Question Speculation: RDNA3 + CDNA2 Architectures Thread

uzzi38 · Jan 23, 2021

Man I have been dying to make this one for a while now.

First rumours for RDNA3 are here so new thread time!

Just going to start off with this one for now: kopite7kimi on Twitter: "@VideoCardz Ah, I mean a simple mcm design with 10240 cores is not enough. Because the lift from RDNA2 to RDNA3 is much bigger than from RDNA1 to RDNA2. We should expect many big improvements in GFX11. 🤔" / Twitter

Karnak · Jul 5, 2022

Considering the 384-bit bus for N31 and if we're going with 20 Gbps GDDR6 that's a total of 960 GB/s bandwidth without any kind of IF$.

And with that in mind you really don't need more than 192 MByte of IF$. That's still a +50% increase over N21 on top of the already way higher bandwidth. Just quoting GN here: anything else would be "a waste of sand". I'm 100% certain that 192 MByte will be the maximum we'll see.

Saylick · Jul 5, 2022

Karnak said:
Considering the 384-bit bus for N31 and if we're going with 20 Gbps GDDR6 that's a total of 960 GB/s bandwidth without any kind of IF$.

And with that in mind you really don't need more than 192 MByte of IF$. That's still a +50% increase over N21 on top of the already way higher bandwidth. Just quoting GN here: anything else would be "a waste of sand". I'm 100% certain that 192 MByte will be the maximum we'll see.

What are you basing this assertion that 192 MB is enough on? Is it from the hit rate chart that AMD provided for N21? If so, the curve for 4K resolution still didn't look like it was plateauing just yet. Furthermore, I assume the hit rate is a function of the number of local caches it needs to service. With more CUs, the Infinity Cache needs to scale up proportionally at the least in order to maintain the same hit rate.

Kepler_L2 · Jul 5, 2022

Saylick said:
What are you basing this assertion that 192 MB is enough on?

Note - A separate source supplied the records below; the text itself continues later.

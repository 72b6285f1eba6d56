//! Provider adapters.
//!
//! Each adapter translates between a provider's event representation and
//! the canonical [`SyncEvent`], performs authenticated CRUD against the
//! provider API, and validates calendar access. The engine only ever talks
//! to the [`ProviderAdapter`] trait; the configuration's provider tag is
//! used once, to select the adapter instance.

pub mod caldav;
pub mod google;
mod http;
pub mod outlook;

use std::sync::Arc;

use async_trait::async_trait;
use chrono::{DateTime, Utc};
use serde::{Deserialize, Serialize};

use crate::config::CalendarProvider;
use crate::error::{EngineResult, SyncError};
use crate::event::SyncEvent;

pub use caldav::CalDavAdapter;
pub use google::GoogleAdapter;
pub use outlook::OutlookAdapter;

/// Credentials handed to an adapter.
#[derive(Debug, Clone, Serialize, Deserialize)]
#[serde(tag = "kind", rename_all = "snake_case")]
pub enum ProviderCredentials {
    /// OAuth2 bearer token with optional refresh material.
    OAuth {
        access_token: String,
        refresh_token: Option<String>,
        client_id: Option<String>,
        client_secret: Option<String>,
    },
    /// HTTP basic auth against a CalDAV server.
    Basic {
        username: String,
        password: String,
        base_url: String,
    },
}

/// Uniform interface over external calendar providers.
#[async_trait]
pub trait ProviderAdapter: Send + Sync {
    fn provider(&self) -> CalendarProvider;

    /// Whether `fetch_events` with a `since` bound returns only changed
    /// events (delta) or always the full set.
    fn supports_delta(&self) -> bool;

    /// Verify the credentials grant access to the calendar.
    async fn validate_access(&self, calendar_id: &str) -> EngineResult<()>;

    /// Fetch events, bounded to changes since `since` where the provider
    /// supports deltas. Deleted events are returned with
    /// `EventStatus::Cancelled` by delta-capable providers.
    async fn fetch_events(
        &self,
        calendar_id: &str,
        since: Option<DateTime<Utc>>,
    ) -> EngineResult<Vec<SyncEvent>>;

    /// Create the event remotely; the returned copy carries the
    /// provider-assigned `external_id`.
    async fn create_event(&self, calendar_id: &str, event: &SyncEvent)
        -> EngineResult<SyncEvent>;

    async fn update_event(&self, calendar_id: &str, event: &SyncEvent)
        -> EngineResult<SyncEvent>;

    async fn delete_event(&self, calendar_id: &str, external_id: &str) -> EngineResult<()>;
}

/// Select the adapter for a provider tag.
pub fn adapter_for(
    provider: CalendarProvider,
    credentials: &ProviderCredentials,
) -> EngineResult<Arc<dyn ProviderAdapter>> {
    match (provider, credentials) {
        (CalendarProvider::Google, ProviderCredentials::OAuth { .. }) => {
            Ok(Arc::new(GoogleAdapter::new(credentials.clone())))
        }
        (CalendarProvider::Outlook, ProviderCredentials::OAuth { .. }) => {
            Ok(Arc::new(OutlookAdapter::new(credentials.clone())))
        }
        (
            CalendarProvider::Apple,
            ProviderCredentials::Basic {
                username, password, ..
            },
        ) => Ok(Arc::new(CalDavAdapter::icloud(username, password))),
        (
            CalendarProvider::Caldav,
            ProviderCredentials::Basic {
                username,
                password,
                base_url,
            },
        ) => Ok(Arc::new(CalDavAdapter::new(
            base_url,
            username,
            password,
            CalendarProvider::Caldav,
        ))),
        (provider, _) => Err(SyncError::Auth(format!(
            "credential kind does not match provider '{provider}'"
        ))),
    }
}

#[cfg(test)]
mod tests {
    use super::*;

    #[test]
    fn adapter_selection_by_provider_tag() {
        let oauth = ProviderCredentials::OAuth {
            access_token: "tok".into(),
            refresh_token: None,
            client_id: None,
            client_secret: None,
        };
        let basic = ProviderCredentials::Basic {
            username: "user".into(),
            password: "pass".into(),
            base_url: "https://dav.example.com/cal/".into(),
        };

        assert_eq!(
            adapter_for(CalendarProvider::Google, &oauth)
                .unwrap()
                .provider(),
            CalendarProvider::Google
        );
        assert_eq!(
            adapter_for(CalendarProvider::Apple, &basic)
                .unwrap()
                .provider(),
            CalendarProvider::Apple
        );
        assert!(adapter_for(CalendarProvider::Google, &basic).is_err());
    }
}
//! Sync configuration: the linkage between a user's local appointment
//! calendar and one external calendar, including direction and conflict
//! policy.

use chrono::{DateTime, Duration, Utc};
use serde::{Deserialize, Serialize};
use uuid::Uuid;

use crate::backoff;

/// Maximum accumulated error messages kept on a configuration.
const MAX_RECORDED_ERRORS: usize = 20;

/// External calendar providers supported by the engine.
#[derive(Debug, Clone, Copy, PartialEq, Eq, Hash, Serialize, Deserialize)]
#[serde(rename_all = "snake_case")]
pub enum CalendarProvider {
    Google,
    Outlook,
    /// Apple calendars, reached through iCloud's CalDAV endpoints.
    Apple,
    /// Any standards-compliant CalDAV server.
    Caldav,
}

impl CalendarProvider {
    pub fn as_str(&self) -> &'static str {
        match self {
            CalendarProvider::Google => "google",
            CalendarProvider::Outlook => "outlook",
            CalendarProvider::Apple => "apple",
            CalendarProvider::Caldav => "caldav",
        }
    }

    pub fn from_name(name: &str) -> Option<Self> {
        match name {
            "google" => Some(CalendarProvider::Google),
            "outlook" => Some(CalendarProvider::Outlook),
            "apple" => Some(CalendarProvider::Apple),
            "caldav" => Some(CalendarProvider::Caldav),
            _ => None,
        }
    }
}

impl std::fmt::Display for CalendarProvider {
    fn fmt(&self, f: &mut std::fmt::Formatter<'_>) -> std::fmt::Result {
        f.write_str(self.as_str())
    }
}

/// Which way events flow between the local store and the provider.
#[derive(Debug, Clone, Copy, PartialEq, Eq, Serialize, Deserialize)]
#[serde(rename_all = "snake_case")]
pub enum SyncDirection {
    ExportOnly,
    ImportOnly,
    Bidirectional,
}

impl SyncDirection {
    pub fn exports(&self) -> bool {
        matches!(self, SyncDirection::ExportOnly | SyncDirection::Bidirectional)
    }

    pub fn imports(&self) -> bool {
        matches!(self, SyncDirection::ImportOnly | SyncDirection::Bidirectional)
    }
}

/// How detected conflicts are resolved.
#[derive(Debug, Clone, Copy, PartialEq, Eq, Serialize, Deserialize)]
#[serde(rename_all = "snake_case")]
pub enum ConflictStrategy {
    LocalWins,
    RemoteWins,
    NewestWins,
    Merge,
    /// No automatic resolution; conflicts are held for a human operator.
    Prompt,
}

/// Redaction tier applied to exported event data.
#[derive(Debug, Clone, Copy, PartialEq, Eq, Serialize, Deserialize)]
#[serde(rename_all = "snake_case")]
pub enum PrivacyLevel {
    /// All fields.
    Full,
    /// Client PII stripped (attendees, description).
    Business,
    /// Time and service only.
    Minimal,
    /// Generic placeholders with no identifying text.
    Anonymous,
}

/// A user's sync configuration for one external calendar.
#[derive(Debug, Clone, Serialize, Deserialize)]
pub struct SyncConfiguration {
    pub id: Uuid,
    pub user_id: Uuid,
    pub provider: CalendarProvider,
    pub external_calendar_id: String,
    pub sync_direction: SyncDirection,
    pub conflict_resolution: ConflictStrategy,
    pub sync_frequency_minutes: u32,
    pub privacy_level: PrivacyLevel,
    /// Soft-disable flag. Disabled configurations keep their history.
    pub enabled: bool,
    pub last_sync: Option<DateTime<Utc>>,
    pub next_sync: Option<DateTime<Utc>>,
    pub consecutive_failures: u32,
    /// Most recent error messages, oldest dropped beyond the cap.
    pub sync_errors: Vec<String>,
    /// Shared secret for validating provider webhook deliveries.
    pub webhook_secret: Option<String>,
    pub created_at: DateTime<Utc>,
    pub updated_at: DateTime<Utc>,
}

impl SyncConfiguration {
    pub fn new(
        user_id: Uuid,
        provider: CalendarProvider,
        external_calendar_id: impl Into<String>,
    ) -> Self {
        let now = Utc::now();
        SyncConfiguration {
            id: Uuid::new_v4(),
            user_id,
            provider,
            external_calendar_id: external_calendar_id.into(),
            sync_direction: SyncDirection::Bidirectional,
            conflict_resolution: ConflictStrategy::NewestWins,
            sync_frequency_minutes: 15,
            privacy_level: PrivacyLevel::Business,
            enabled: true,
            last_sync: None,
            next_sync: Some(now),
            consecutive_failures: 0,
            sync_errors: Vec::new(),
            webhook_secret: None,
            created_at: now,
            updated_at: now,
        }
    }

    /// Whether the scheduler should trigger this configuration now.
    pub fn is_due(&self, now: DateTime<Utc>) -> bool {
        self.enabled && self.next_sync.is_some_and(|at| at <= now)
    }

    /// Record a successful cycle: reset failure tracking and schedule the
    /// next run at the configured frequency.
    pub fn record_success(&mut self, now: DateTime<Utc>) {
        self.last_sync = Some(now);
        self.consecutive_failures = 0;
        self.next_sync = Some(now + Duration::minutes(i64::from(self.sync_frequency_minutes)));
        self.updated_at = now;
    }

    /// Record a failed cycle: accumulate the error and push `next_sync` out
    /// with exponential backoff rather than retrying immediately.
    pub fn record_failure(&mut self, error: impl Into<String>, now: DateTime<Utc>) {
        self.sync_errors.push(error.into());
        if self.sync_errors.len() > MAX_RECORDED_ERRORS {
            let excess = self.sync_errors.len() - MAX_RECORDED_ERRORS;
            self.sync_errors.drain(..excess);
        }
        let delay = backoff::sync_backoff_seconds(self.consecutive_failures);
        self.consecutive_failures += 1;
        self.next_sync = Some(now + Duration::seconds(delay as i64));
        self.updated_at = now;
    }

    /// Degrade the configuration after an auth failure: sync pauses until
    /// the user re-authenticates and re-enables it.
    pub fn degrade(&mut self, error: impl Into<String>, now: DateTime<Utc>) {
        self.record_failure(error, now);
        self.enabled = false;
        self.next_sync = None;
    }

    pub fn last_error(&self) -> Option<&str> {
        self.sync_errors.last().map(String::as_str)
    }
}

#[cfg(test)]
mod tests {
    use super::*;

    fn config() -> SyncConfiguration {
        SyncConfiguration::new(Uuid::new_v4(), CalendarProvider::Google, "primary")
    }

    #[test]
    fn new_configuration_is_due_immediately() {
        let cfg = config();
        assert!(cfg.is_due(Utc::now()));
    }

    #[test]
    fn success_schedules_at_frequency() {
        let mut cfg = config();
        let now = Utc::now();
        cfg.record_success(now);
        assert_eq!(cfg.last_sync, Some(now));
        assert_eq!(cfg.consecutive_failures, 0);
        assert_eq!(cfg.next_sync, Some(now + Duration::minutes(15)));
    }

    #[test]
    fn failures_back_off_and_bound_error_log() {
        let mut cfg = config();
        let now = Utc::now();

        cfg.record_failure("timeout", now);
        let first_delay = cfg.next_sync.unwrap() - now;
        cfg.record_failure("timeout", now);
        let second_delay = cfg.next_sync.unwrap() - now;
        assert!(second_delay > first_delay);

        for i in 0..50 {
            cfg.record_failure(format!("err {i}"), now);
        }
        assert_eq!(cfg.sync_errors.len(), 20);
        assert_eq!(cfg.last_error(), Some("err 49"));
    }

    #[test]
    fn degraded_configuration_is_not_due() {
        let mut cfg = config();
        cfg.degrade("credentials expired", Utc::now());
        assert!(!cfg.enabled);
        assert!(!cfg.is_due(Utc::now() + Duration::days(1)));
    }
}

Is it from the hit rate chart that AMD provided for N21? If so, the curve for 4K resolution still didn't look like it was plateauing just yet. Furthermore, I assume the hit rate is a function of the number of local caches it needs to service. With more CUs, the Infinity Cache needs to scale up proportionally at the least in order to maintain the same hit rate.

N21 is 128MB for 80 CUs, N31 is 192MB for 96 CUs.

maddie · Jul 5, 2022

Kepler_L2 said:
N21 is 128MB for 80 CUs, N31 is 192MB for 96 CUs.

And if you take at face value, the claim of 50% performance increase, you will need to churn through 50 % more data/sec. Back to square 1.

Karnak · Jul 6, 2022

Saylick said:
What are you basing this assertion that 192 MB is enough on?

Again: There's a 384-bit bus and assuming 20 Gbps GDDR6 (which is most likely IMO by the end of 2022, if not even 24 Gbps) that already would be a total of 960 GB/s.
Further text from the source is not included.